WORK TASK » Check every line of the records below for the string "super" and copy the ones that have it.

[Stored data]

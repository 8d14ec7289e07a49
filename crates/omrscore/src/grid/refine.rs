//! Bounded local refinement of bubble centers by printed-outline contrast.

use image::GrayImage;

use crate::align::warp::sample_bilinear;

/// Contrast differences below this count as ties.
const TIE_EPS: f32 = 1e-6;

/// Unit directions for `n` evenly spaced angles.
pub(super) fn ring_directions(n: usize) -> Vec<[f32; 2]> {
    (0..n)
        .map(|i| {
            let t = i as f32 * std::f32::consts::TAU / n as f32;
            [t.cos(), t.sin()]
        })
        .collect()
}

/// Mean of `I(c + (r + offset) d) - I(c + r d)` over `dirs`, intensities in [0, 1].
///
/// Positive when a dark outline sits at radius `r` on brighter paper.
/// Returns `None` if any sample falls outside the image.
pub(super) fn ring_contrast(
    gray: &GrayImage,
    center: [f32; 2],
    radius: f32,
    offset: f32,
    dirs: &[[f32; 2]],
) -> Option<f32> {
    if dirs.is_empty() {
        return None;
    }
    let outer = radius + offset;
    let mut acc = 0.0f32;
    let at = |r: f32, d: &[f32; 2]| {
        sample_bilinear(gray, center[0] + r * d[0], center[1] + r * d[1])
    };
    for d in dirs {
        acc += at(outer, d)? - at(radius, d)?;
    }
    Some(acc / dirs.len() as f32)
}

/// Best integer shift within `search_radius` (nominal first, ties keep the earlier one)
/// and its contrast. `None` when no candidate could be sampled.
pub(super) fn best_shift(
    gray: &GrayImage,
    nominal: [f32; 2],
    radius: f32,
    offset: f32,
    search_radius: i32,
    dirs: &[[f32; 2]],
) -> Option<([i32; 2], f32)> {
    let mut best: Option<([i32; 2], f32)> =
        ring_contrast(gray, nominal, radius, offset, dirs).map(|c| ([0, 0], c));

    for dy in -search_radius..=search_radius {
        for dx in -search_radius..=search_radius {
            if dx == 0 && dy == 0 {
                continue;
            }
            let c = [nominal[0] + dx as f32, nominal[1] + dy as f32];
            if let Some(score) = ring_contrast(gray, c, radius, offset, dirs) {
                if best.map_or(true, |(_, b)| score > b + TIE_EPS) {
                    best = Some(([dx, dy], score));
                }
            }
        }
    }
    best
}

WRITTEN SOLUTION »
pub(super) fn ring_directions(n: usize) -> Vec<[f32; 2]> {
pub(super) fn ring_contrast(
pub(super) fn best_shift(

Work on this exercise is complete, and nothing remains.